Instructions for the task —
Your answer must be the lines of the entries below, exactly as written, from the first line through the line containing "plan.district_populations().into_iter().map(|p| p as".

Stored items
____
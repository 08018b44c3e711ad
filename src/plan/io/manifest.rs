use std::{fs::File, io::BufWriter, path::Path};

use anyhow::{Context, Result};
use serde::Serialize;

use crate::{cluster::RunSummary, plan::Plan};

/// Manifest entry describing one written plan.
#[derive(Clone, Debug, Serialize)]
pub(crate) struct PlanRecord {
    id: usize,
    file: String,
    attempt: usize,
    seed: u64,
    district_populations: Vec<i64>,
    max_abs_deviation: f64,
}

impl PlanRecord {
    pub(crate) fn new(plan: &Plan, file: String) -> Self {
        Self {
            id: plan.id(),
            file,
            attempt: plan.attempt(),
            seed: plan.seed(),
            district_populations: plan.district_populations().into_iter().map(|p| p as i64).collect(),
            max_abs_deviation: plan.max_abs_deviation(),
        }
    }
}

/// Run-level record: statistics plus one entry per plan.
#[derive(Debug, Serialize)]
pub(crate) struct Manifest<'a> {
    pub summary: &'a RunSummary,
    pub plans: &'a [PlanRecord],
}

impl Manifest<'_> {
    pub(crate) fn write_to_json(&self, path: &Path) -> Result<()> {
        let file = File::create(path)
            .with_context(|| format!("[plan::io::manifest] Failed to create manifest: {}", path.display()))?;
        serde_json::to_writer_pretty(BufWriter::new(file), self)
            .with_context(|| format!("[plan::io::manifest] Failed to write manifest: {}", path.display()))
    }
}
____
Answer space —
repository 08018b44c3e711ad
filename src/plan/io/manifest.rs
use std::{fs::File, io::BufWriter, path::Path};

use anyhow::{Context, Result};
use serde::Serialize;

use crate::{cluster::RunSummary, plan::Plan};

/// Manifest entry describing one written plan.
#[derive(Clone, Debug, Serialize)]
pub(crate) struct PlanRecord {
    id: usize,
    file: String,
    attempt: usize,
    seed: u64,
    district_populations: Vec<i64>,
    max_abs_deviation: f64,
}

impl PlanRecord {
    pub(crate) fn new(plan: &Plan, file: String) -> Self {
        Self {
            id: plan.id(),
            file,
            attempt: plan.attempt(),
            seed: plan.seed(),
            district_populations: plan.district_populations().into_iter().map(|p| p as i64).collect(),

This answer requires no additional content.